Issue Plaintiff's Argument Defendant's Argument Held
Whether Connecticut law (CPLA § 52-572q or common law) recognizes a negligence/failure-to-warn cause based on a manufacturer's failure to report adverse events to a regulator or to comply with postapproval requirements Glover: CPLA's duty-to-warn extends to the person best able to take precautions; the FDA can be that person when manufacturers withhold information upstream, so failure to report (and to conduct required postmarket study) is actionable Bausch & Lomb: Learned intermediary doctrine limits duty to physicians; no general state-law duty to report to FDA; recognizing such a duty would intrude on federal regulatory regime Held: Yes. The CPLA and common-law duty framework can give rise to a claim for failure to report to the FDA or comply with postapproval requirements where a reasonable factfinder could conclude reporting would have (more likely than not) led to dissemination of the information (e.g., label change) and prevention of the plaintiff’s injury.

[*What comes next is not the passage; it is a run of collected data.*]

use std::collections::VecDeque;

use super::record::CacheRecord;

/// Outcome of an eviction pass over one entry.
#[derive(Debug, Default, Clone, Copy, PartialEq, Eq)]
pub struct Removed {
    pub records: usize,
    pub bytes: i64,
}

/// Per-session cache entry: records pending transmission plus an optional
/// snapshot reserved for the chunk currently in flight.
///
/// The entry itself is not synchronized; the cache wraps each entry in its
/// own mutex and serializes all access through it.
#[derive(Debug, Default)]
pub struct CacheEntry {
    event_data: VecDeque<CacheRecord>,
    action_data: VecDeque<CacheRecord>,
    event_data_being_sent: Option<VecDeque<CacheRecord>>,
    action_data_being_sent: Option<VecDeque<CacheRecord>>,
}

impl CacheEntry {
    pub fn new() -> Self {
        Self::default()
    }

    pub fn add_event_record(&mut self, record: CacheRecord) {
        self.event_data.push_back(record);
    }

    pub fn add_action_record(&mut self, record: CacheRecord) {
        self.action_data.push_back(record);
    }

    /// Sum of record sizes over all four lists.
    pub fn total_bytes(&self) -> i64 {
        let live: i64 = self
            .action_data
            .iter()
            .chain(self.event_data.iter())
            .map(CacheRecord::size_in_bytes)
            .sum();

        let in_flight: i64 = self
            .action_data_being_sent
            .iter()
            .flatten()
            .chain(self.event_data_being_sent.iter().flatten())
            .map(CacheRecord::size_in_bytes)
            .sum();

        live + in_flight
    }

    /// Bytes held in the live lists only; the cache-wide byte counter tracks
    /// exactly this across all entries.
    pub fn live_bytes(&self) -> i64 {
        self.action_data
            .iter()
            .chain(self.event_data.iter())
            .map(CacheRecord::size_in_bytes)
            .sum()
    }

    pub fn event_data(&self) -> impl Iterator<Item = &CacheRecord> {
        self.event_data.iter()
    }

    pub fn action_data(&self) -> impl Iterator<Item = &CacheRecord> {
        self.action_data.iter()
    }

    pub fn event_data_being_sent(&self) -> impl Iterator<Item = &CacheRecord> {
        self.event_data_being_sent.iter().flatten()
    }

    pub fn action_data_being_sent(&self) -> impl Iterator<Item = &CacheRecord> {
        self.action_data_being_sent.iter().flatten()
    }

    /// True while no chunking is in progress, i.e. the live lists must be
    /// snapshotted before a chunk can be built.
    pub fn needs_data_copy_before_chunking(&self) -> bool {
        self.action_data_being_sent.is_none() && self.event_data_being_sent.is_none()
    }

    /// Move the live lists into the in-flight snapshot, leaving the live
    /// lists empty. Records added afterwards accumulate in the live lists
    /// and are untouched by the in-flight transmission.
    pub fn copy_data_for_chunking(&mut self) {
        debug_assert!(self.needs_data_copy_before_chunking());
        self.action_data_being_sent = Some(std::mem::take(&mut self.action_data));
        self.event_data_being_sent = Some(std::mem::take(&mut self.event_data));
    }

    /// Assemble the next chunk from the in-flight lists.
    ///
    /// Starts with `prefix`; appends action records, then event records, each
    /// preceded by `delimiter`. The size check happens before appending, so a
    /// single record may push the chunk past `max_size`, but never extends a
    /// chunk that is already at or above it. Every chunk carries at least one
    /// record, or the send loop could spin on an oversized prefix without
    /// draining anything. Serialized records are marked;
    /// [`CacheEntry::remove_data_marked_for_sending`] commits exactly those.
    pub fn get_chunk(&mut self, prefix: &str, max_size: usize, delimiter: &str) -> String {
        if !self.has_data_to_send() {
            return String::new();
        }

        let mut chunk = String::with_capacity(max_size + prefix.len());
        chunk.push_str(prefix);
        let mut appended = false;

        for list in [
            self.action_data_being_sent.as_mut(),
            self.event_data_being_sent.as_mut(),
        ]
        .into_iter()
        .flatten()
        {
            for record in list.iter_mut() {
                if appended && chunk.len() >= max_size {
                    return chunk;
                }
                record.mark_for_sending();
                chunk.push_str(delimiter);
                chunk.push_str(record.data());
                appended = true;
            }
        }

        chunk
    }

    /// Commit: drop every in-flight record that was serialized into a chunk.
    /// Unmarked in-flight records stay for the next chunk; once none remain,
    /// the in-flight lists are cleared.
    pub fn remove_data_marked_for_sending(&mut self) {
        if let Some(list) = self.action_data_being_sent.as_mut() {
            while list.front().is_some_and(CacheRecord::is_marked_for_sending) {
                list.pop_front();
            }
        }
        if let Some(list) = self.event_data_being_sent.as_mut() {
            while list.front().is_some_and(CacheRecord::is_marked_for_sending) {
                list.pop_front();
            }
        }

        if !self.has_data_to_send() {
            self.action_data_being_sent = None;
            self.event_data_being_sent = None;
        }
    }

    /// Rollback: prepend the in-flight lists back onto the live lists,
    /// preserving record order, and clear all sending marks.
    pub fn reset_data_marked_for_sending(&mut self) {
        if let Some(mut list) = self.action_data_being_sent.take() {
            for record in list.iter_mut() {
                record.unset_sending_mark();
            }
            list.append(&mut self.action_data);
            self.action_data = list;
        }
        if let Some(mut list) = self.event_data_being_sent.take() {
            for record in list.iter_mut() {
                record.unset_sending_mark();
            }
            list.append(&mut self.event_data);
            self.event_data = list;
        }
    }

    /// Whether any in-flight data exists.
    pub fn has_data_to_send(&self) -> bool {
        self.action_data_being_sent
            .as_ref()
            .is_some_and(|l| !l.is_empty())
            || self
                .event_data_being_sent
                .as_ref()
                .is_some_and(|l| !l.is_empty())
    }

    /// Remove every live record with a timestamp strictly below `min_timestamp`.
    /// The in-flight lists are untouched.
    pub fn remove_records_older_than(&mut self, min_timestamp: i64) -> Removed {
        let mut removed = Removed::default();

        for list in [&mut self.action_data, &mut self.event_data] {
            list.retain(|record| {
                if record.timestamp_ms() < min_timestamp {
                    removed.records += 1;
                    removed.bytes += record.size_in_bytes();
                    false
                } else {
                    true
                }
            });
        }

        removed
    }

    /// Remove up to `count` of the oldest live records: the action list is
    /// drained front-first before the event list.
    pub fn remove_oldest_records(&mut self, count: usize) -> Removed {
        let mut removed = Removed::default();

        for list in [&mut self.action_data, &mut self.event_data] {
            while removed.records < count {
                match list.pop_front() {
                    Some(record) => {
                        removed.records += 1;
                        removed.bytes += record.size_in_bytes();
                    }
                    None => break,
                }
            }
        }

        removed
    }
}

Whether CPLA exclusivity (§ 52-572n) bars a CUTPA claim alleging deceptive/aggressive marketing of a product known to present substantial risk of injury (seeking personal-injury damages) Glover: CUTPA claim is distinct from a CPLA failure-to-warn claim and alleges wrongful marketing conduct; Soto allows CUTPA wrongful-advertising claims for personal injury Bausch & Lomb: CPLA exclusivity displaces other claims seeking recovery for personal injury caused by a defective product; CUTPA cannot subsume a CPLA remedy Held: Yes. The CPLA exclusivity provision bars a CUTPA claim that seeks personal-injury damages for deceptive marketing of an allegedly defective product; Gerrity and Soto carve out limited exceptions that do not cover the plaintiff’s claim here.

Key Cases Cited

  • Riegel v. Medtronic, Inc., 552 U.S. 312 (2008) (MDA preemption framework for state-law claims about PMA devices)
  • Buckman Co. v. Plaintiffs' Legal Comm., 531 U.S. 341 (2001) (state-law fraud-on-the-FDA claims impliedly preempted where they exist solely by virtue of FDCA)

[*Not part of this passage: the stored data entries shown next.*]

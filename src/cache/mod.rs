pub mod entry;
pub mod eviction;
pub mod record;

use std::sync::atomic::{AtomicI64, Ordering};
use std::sync::Arc;

use dashmap::DashMap;
use parking_lot::Mutex;

use self::entry::CacheEntry;
use self::record::CacheRecord;

/// Callback invoked whenever sendable data is added to the cache.
pub type CacheObserverFn = Box<dyn Fn() + Send + Sync>;

/// Concurrent in-memory store of per-session beacon records.
///
/// The session-id → entry topology lives in a `DashMap`, so no global
/// read/write lock is needed; each entry carries its own mutex serializing
/// the four record lists. `cache_bytes` tracks the live (not in-flight)
/// bytes across all entries and is an aggregate hint: atomically updated,
/// possibly momentarily stale relative to concurrent adds.
///
/// Lock order is always topology → entry; no map operation happens while an
/// entry lock is held.
pub struct BeaconCache {
    entries: DashMap<i32, Arc<Mutex<CacheEntry>>>,
    cache_bytes: AtomicI64,
    observers: Mutex<Vec<CacheObserverFn>>,
}

impl Default for BeaconCache {
    fn default() -> Self {
        Self::new()
    }
}

impl BeaconCache {
    pub fn new() -> Self {
        Self {
            entries: DashMap::new(),
            cache_bytes: AtomicI64::new(0),
            observers: Mutex::new(Vec::new()),
        }
    }

    /// Register an observer notified once per successful add, after the
    /// mutation is visible and the byte counter is updated.
    pub fn add_observer(&self, observer: CacheObserverFn) {
        self.observers.lock().push(observer);
    }

    /// Append an event record for the given session.
    pub fn add_event_data(&self, session_id: i32, timestamp_ms: i64, data: impl Into<String>) {
        let record = CacheRecord::new(timestamp_ms, data);
        let size = record.size_in_bytes();

        let entry = self.entry_or_insert(session_id);
        entry.lock().add_event_record(record);

        self.cache_bytes.fetch_add(size, Ordering::SeqCst);
        self.on_data_added();
    }

    /// Append an action record for the given session.
    pub fn add_action_data(&self, session_id: i32, timestamp_ms: i64, data: impl Into<String>) {
        let record = CacheRecord::new(timestamp_ms, data);
        let size = record.size_in_bytes();

        let entry = self.entry_or_insert(session_id);
        entry.lock().add_action_record(record);

        self.cache_bytes.fetch_add(size, Ordering::SeqCst);
        self.on_data_added();
    }

    /// Remove the whole entry for a session, subtracting its live bytes.
    pub fn delete_entry(&self, session_id: i32) {
        if let Some((_, entry)) = self.entries.remove(&session_id) {
            let live = entry.lock().live_bytes();
            self.cache_bytes.fetch_sub(live, Ordering::SeqCst);
        }
    }

    /// Snapshot of all session ids currently cached.
    pub fn session_ids(&self) -> Vec<i32> {
        self.entries.iter().map(|kv| *kv.key()).collect()
    }

    /// Snapshot of the pending event payloads for a session.
    pub fn get_events(&self, session_id: i32) -> Vec<String> {
        self.with_entry(session_id, |entry| {
            entry.event_data().map(|r| r.data().to_string()).collect()
        })
        .unwrap_or_default()
    }

    /// Snapshot of the pending action payloads for a session.
    pub fn get_actions(&self, session_id: i32) -> Vec<String> {
        self.with_entry(session_id, |entry| {
            entry.action_data().map(|r| r.data().to_string()).collect()
        })
        .unwrap_or_default()
    }

    /// Snapshot of the in-flight event records (inspection/tests).
    pub fn get_events_being_sent(&self, session_id: i32) -> Vec<CacheRecord> {
        self.with_entry(session_id, |entry| {
            entry.event_data_being_sent().cloned().collect()
        })
        .unwrap_or_default()
    }

    /// Snapshot of the in-flight action records (inspection/tests).
    pub fn get_actions_being_sent(&self, session_id: i32) -> Vec<CacheRecord> {
        self.with_entry(session_id, |entry| {
            entry.action_data_being_sent().cloned().collect()
        })
        .unwrap_or_default()
    }

    /// True if the session holds no record data at all.
    pub fn is_empty(&self, session_id: i32) -> bool {
        self.with_entry(session_id, |entry| entry.total_bytes() == 0)
            .unwrap_or(true)
    }

    /// Build the next transmission chunk for a session.
    ///
    /// On the first call of a chunking round the live lists are atomically
    /// snapshotted into the in-flight lists and their bytes leave the cache
    /// counter; the transmission is expected to either commit
    /// ([`BeaconCache::remove_chunked`]) or roll back
    /// ([`BeaconCache::reset_chunked`]) soon after.
    pub fn next_chunk(
        &self,
        session_id: i32,
        prefix: &str,
        max_size: usize,
        delimiter: &str,
    ) -> String {
        let Some(entry) = self.entry(session_id) else {
            return String::new();
        };

        let mut guard = entry.lock();

        if guard.needs_data_copy_before_chunking() {
            let live = guard.live_bytes();
            guard.copy_data_for_chunking();
            drop(guard);

            self.cache_bytes.fetch_sub(live, Ordering::SeqCst);
            guard = entry.lock();
        }

        guard.get_chunk(prefix, max_size, delimiter)
    }

    /// Commit the chunked records of a session after successful transmission.
    pub fn remove_chunked(&self, session_id: i32) {
        if let Some(entry) = self.entry(session_id) {
            entry.lock().remove_data_marked_for_sending();
        }
    }

    /// Roll the in-flight records of a session back into the live lists.
    pub fn reset_chunked(&self, session_id: i32) {
        let Some(entry) = self.entry(session_id) else {
            return;
        };

        let restored = {
            let mut guard = entry.lock();
            let before = guard.live_bytes();
            guard.reset_data_marked_for_sending();
            guard.live_bytes() - before
        };

        self.cache_bytes.fetch_add(restored, Ordering::SeqCst);
        self.on_data_added();
    }

    /// Evict live records older than `min_timestamp`; returns how many were
    /// removed. In-flight records are untouched.
    pub fn evict_by_age(&self, session_id: i32, min_timestamp: i64) -> usize {
        let Some(entry) = self.entry(session_id) else {
            return 0;
        };

        let removed = entry.lock().remove_records_older_than(min_timestamp);
        self.cache_bytes.fetch_sub(removed.bytes, Ordering::SeqCst);
        removed.records
    }

    /// Evict up to `count` of the oldest live records; returns how many were
    /// removed.
    pub fn evict_by_count(&self, session_id: i32, count: usize) -> usize {
        let Some(entry) = self.entry(session_id) else {
            return 0;
        };

        let removed = entry.lock().remove_oldest_records(count);
        self.cache_bytes.fetch_sub(removed.bytes, Ordering::SeqCst);
        removed.records
    }

    /// Live bytes across all entries (atomic read, may lag concurrent adds).
    pub fn num_bytes(&self) -> i64 {
        self.cache_bytes.load(Ordering::SeqCst)
    }

    fn entry(&self, session_id: i32) -> Option<Arc<Mutex<CacheEntry>>> {
        self.entries.get(&session_id).map(|kv| Arc::clone(&kv))
    }

    fn entry_or_insert(&self, session_id: i32) -> Arc<Mutex<CacheEntry>> {
        Arc::clone(
            &self
                .entries
                .entry(session_id)
                .or_insert_with(|| Arc::new(Mutex::new(CacheEntry::new()))),
        )
    }

    fn with_entry<T>(&self, session_id: i32, f: impl FnOnce(&CacheEntry) -> T) -> Option<T> {
        self.entry(session_id).map(|entry| f(&entry.lock()))
    }

    fn on_data_added(&self) {
        for observer in self.observers.lock().iter() {
            observer();
        }
    }
}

  • Medtronic, Inc. v. Lohr, 518 U.S. 470 (1996) (MDA not intended to displace general common-law duties broadly)
  • Vitanza v. Upjohn Co., 257 Conn. 365 (2001) (adoption of learned intermediary doctrine under CPLA duty-to-warn analysis)
  • Hurley v. Heart Physicians, P.C., 278 Conn. 305 (2006) (medical devices considered inherently unsafe; warnings to physicians can satisfy duty)

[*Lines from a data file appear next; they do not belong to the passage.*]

pub mod action;
pub mod web_request;

use std::sync::atomic::{AtomicI64, Ordering};
use std::sync::Arc;

use parking_lot::Mutex;
use tracing::{debug, warn};

use crate::protocol::beacon::Beacon;
use crate::protocol::client::ApiClient;
use crate::protocol::response::StatusResponse;
use crate::sender::registry::SessionRegistry;

use self::action::RootAction;

/// An open monitoring session.
///
/// Cheap to clone; all clones refer to the same session. Every method is
/// safe to call at any time: after [`Session::end`] (or on the inert
/// variant handed out after agent shutdown) calls turn into no-ops and
/// child objects degrade the same way.
#[derive(Clone)]
pub struct Session {
    inner: Option<Arc<SessionInner>>,
}

pub(crate) struct SessionInner {
    beacon: Arc<Beacon>,
    registry: Arc<SessionRegistry>,
    /// −1 while the session is open.
    end_time: AtomicI64,
    open_root_actions: Mutex<Vec<RootAction>>,
}

impl Session {
    pub(crate) fn new(beacon: Arc<Beacon>, registry: Arc<SessionRegistry>) -> Self {
        Self {
            inner: Some(Arc::new(SessionInner {
                beacon,
                registry,
                end_time: AtomicI64::new(-1),
                open_root_actions: Mutex::new(Vec::new()),
            })),
        }
    }

    /// Inert session that records nothing; returned after agent shutdown.
    pub(crate) fn inert() -> Self {
        Self { inner: None }
    }

    /// Emit the session-start record.
    pub(crate) fn start(&self) {
        if let Some(inner) = &self.inner {
            inner.beacon.start_session();
        }
    }

    pub(crate) fn beacon(&self) -> Option<&Arc<Beacon>> {
        self.inner.as_ref().map(|inner| &inner.beacon)
    }

    /// Session number, or 0 for the inert variant.
    pub fn session_id(&self) -> i32 {
        self.inner
            .as_ref()
            .map(|inner| inner.beacon.session_number())
            .unwrap_or(0)
    }

    /// Open a top-level action. A blank name or a closed session yields an
    /// inert action.
    pub fn enter_action(&self, name: &str) -> RootAction {
        let Some(inner) = &self.inner else {
            return RootAction::inert();
        };

        if name.trim().is_empty() {
            warn!("enter_action: name must not be empty");
            return RootAction::inert();
        }

        if self.is_session_ended() {
            return RootAction::inert();
        }

        let action = RootAction::open(Arc::clone(&inner.beacon), Arc::downgrade(inner), name);
        inner.open_root_actions.lock().push(action.clone());
        action
    }

    /// Tag the session with a user identifier. Blank tags are dropped.
    pub fn identify_user(&self, user_tag: &str) {
        let Some(inner) = &self.inner else {
            return;
        };

        if user_tag.trim().is_empty() {
            warn!("identify_user: tag must not be empty");
            return;
        }

        if self.is_session_ended() {
            return;
        }

        inner.beacon.identify_user(user_tag);
    }

    /// Report an unrecoverable crash. A blank name is dropped.
    pub fn report_crash(&self, error_name: &str, reason: &str, stacktrace: &str) {
        let Some(inner) = &self.inner else {
            return;
        };

        if error_name.trim().is_empty() {
            warn!("report_crash: error name must not be empty");
            return;
        }

        if self.is_session_ended() {
            return;
        }

        inner.beacon.report_crash(error_name, reason, stacktrace);
    }

    /// End the session. Only the first call takes effect: it closes all open
    /// root actions, emits the session-end record and hands the session to
    /// the sender for final transmission.
    pub fn end(&self) {
        let Some(inner) = &self.inner else {
            return;
        };

        let end_time = inner.beacon.current_timestamp();
        if inner
            .end_time
            .compare_exchange(-1, end_time, Ordering::SeqCst, Ordering::SeqCst)
            .is_err()
        {
            return;
        }

        debug!(session = inner.beacon.session_number(), "ending session");

        let open_actions: Vec<RootAction> =
            std::mem::take(&mut *inner.open_root_actions.lock());
        for action in open_actions {
            action.leave_action();
        }

        inner.beacon.end_session(end_time);
        inner.registry.finish_session(inner.beacon.session_number());
    }

    /// End time in milliseconds, or −1 while the session is open.
    pub fn end_time(&self) -> i64 {
        self.inner
            .as_ref()
            .map(|inner| inner.end_time.load(Ordering::SeqCst))
            .unwrap_or(0)
    }

    pub fn is_session_ended(&self) -> bool {
        match &self.inner {
            Some(inner) => inner.end_time.load(Ordering::SeqCst) != -1,
            None => true,
        }
    }

    /// True if no action or event data is cached for this session.
    pub fn is_empty(&self) -> bool {
        self.inner
            .as_ref()
            .map(|inner| inner.beacon.is_empty())
            .unwrap_or(true)
    }

    /// Discard everything this session has cached so far.
    pub fn clear_captured_data(&self) {
        if let Some(inner) = &self.inner {
            inner.beacon.clear_data();
        }
    }

    /// Transmit this session's cached data through the given client.
    pub async fn send_beacon<C: ApiClient>(&self, client: &C) -> Option<StatusResponse> {
        match &self.inner {
            Some(inner) => inner.beacon.send(client).await,
            None => None,
        }
    }
}

impl SessionInner {
    /// Called by a root action when it is left, so the session forgets it.
    pub(crate) fn root_action_ended(&self, action_id: i32) {
        self.open_root_actions
            .lock()
            .retain(|action| action.id() != action_id);
    }
}

#[cfg(test)]
pub(crate) mod tests {
    use crate::cache::BeaconCache;
    use crate::config::{Config, RuntimeSettings};
    use crate::providers::{
        DefaultThreadIdProvider, SystemTimingProvider, ThreadIdProvider, TimingProvider,
    };

    use super::*;

    pub(crate) struct SessionHarness {
        pub cache: Arc<BeaconCache>,
        pub registry: Arc<SessionRegistry>,
        pub session: Session,
    }

    pub(crate) fn harness() -> SessionHarness {
        harness_with_session_number(1)
    }

    pub(crate) fn harness_with_session_number(session_number: i32) -> SessionHarness {
        harness_in(session_number, Arc::new(SessionRegistry::new()))
    }

    /// Build a session registered into the given registry.
    pub(crate) fn harness_in(
        session_number: i32,
        registry: Arc<SessionRegistry>,
    ) -> SessionHarness {
        let cache = Arc::new(BeaconCache::new());
        let cfg = Arc::new(Config {
            endpoint_url: "https://example.com/mbeacon".to_string(),
            application_id: "app-id".to_string(),
            ..Default::default()
        });

        let beacon = Arc::new(Beacon::new(
            Arc::clone(&cache),
            cfg,
            Arc::new(RuntimeSettings::new()),
            Arc::new(SystemTimingProvider::new()) as Arc<dyn TimingProvider>,
            Arc::new(DefaultThreadIdProvider) as Arc<dyn ThreadIdProvider>,
            session_number,
        ));

        let session = Session::new(beacon, Arc::clone(&registry));
        registry.put(session.clone());

        SessionHarness {
            cache,
            registry,
            session,
        }
    }

    #[test]
    fn test_new_session_defaults() {
        let h = harness();
        assert_eq!(h.session.end_time(), -1);
        assert!(!h.session.is_session_ended());
        assert!(h.session.is_empty());
    }

    #[test]
    fn test_enter_action_with_empty_name_returns_inert() {
        let h = harness();

        let action = h.session.enter_action("");
        assert!(action.is_inert());

        let action = h.session.enter_action("   ");
        assert!(action.is_inert());

        assert!(h.session.is_empty());
    }

    #[test]
    fn test_open_action_is_not_yet_cached() {
        let h = harness();
        let action = h.session.enter_action("some action");
        assert!(!action.is_inert());
        assert!(h.session.is_empty());
    }

    #[test]
    fn test_left_action_lands_in_cache() {
        let h = harness();
        let action = h.session.enter_action("some action");
        action.leave_action();

        assert!(!h.session.is_empty());
        assert_eq!(h.cache.get_actions(1).len(), 1);
    }

    #[test]
    fn test_identify_user_blank_inputs_dropped() {
        let h = harness();
        h.session.identify_user("");
        h.session.identify_user("  ");
        assert!(h.session.is_empty());

        h.session.identify_user("user");
        assert!(!h.session.is_empty());
    }

    #[test]
    fn test_report_crash_blank_name_dropped() {
        let h = harness();
        h.session.report_crash("", "reason", "stack");
        assert!(h.session.is_empty());

        h.session.report_crash("crash", "reason", "stack");
        assert!(!h.session.is_empty());
    }

    #[test]
    fn test_end_is_idempotent() {
        let h = harness();
        h.session.end();

        let end_time = h.session.end_time();
        assert_ne!(end_time, -1);
        assert!(h.session.is_session_ended());

        // A second end must not produce another record or a new end time.
        let records = h.cache.get_events(1).len();
        h.session.end();
        assert_eq!(h.session.end_time(), end_time);
        assert_eq!(h.cache.get_events(1).len(), records);

        // Exactly one finished session in the registry.
        assert_eq!(h.registry.all_finished_sessions().len(), 1);
    }

    #[test]
    fn test_end_closes_open_root_actions() {
        let h = harness();
        let _a = h.session.enter_action("a");
        let _b = h.session.enter_action("b");

        h.session.end();

        // Two action records plus the session end event.
        assert_eq!(h.cache.get_actions(1).len(), 2);
        assert_eq!(h.cache.get_events(1).len(), 1);
    }

    #[test]
    fn test_no_new_data_after_end() {
        let h = harness();
        h.session.end();

        let action = h.session.enter_action("late");
        assert!(action.is_inert());

        h.session.identify_user("late-user");
        h.session.report_crash("late-crash", "r", "s");

        // Only the session end record exists.
        assert_eq!(h.cache.get_events(1).len(), 1);
        assert!(h.cache.get_actions(1).is_empty());
    }

    #[test]
    fn test_clear_captured_data() {
        let h = harness();
        h.session.identify_user("user");
        assert!(!h.session.is_empty());

        h.session.clear_captured_data();
        assert!(h.session.is_empty());
    }

    #[test]
    fn test_inert_session_is_a_no_op() {
        let session = Session::inert();
        assert!(session.is_session_ended());
        assert!(session.is_empty());
        assert_eq!(session.session_id(), 0);

        let action = session.enter_action("action");
        assert!(action.is_inert());

        session.identify_user("user");
        session.report_crash("crash", "r", "s");
        session.end();
    }
}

  • Soto v. Bushmaster Firearms Int'l, LLC, 331 Conn. 53 (2019) (CPLA exclusivity does not bar CUTPA claims for wrongful marketing when product is not defective)
  • Gerrity v. R.J. Reynolds Tobacco Co., 263 Conn. 120 (2003) (CPLA exclusivity does not bar CUTPA where plaintiff does not seek remedy for personal injury caused by a defective product)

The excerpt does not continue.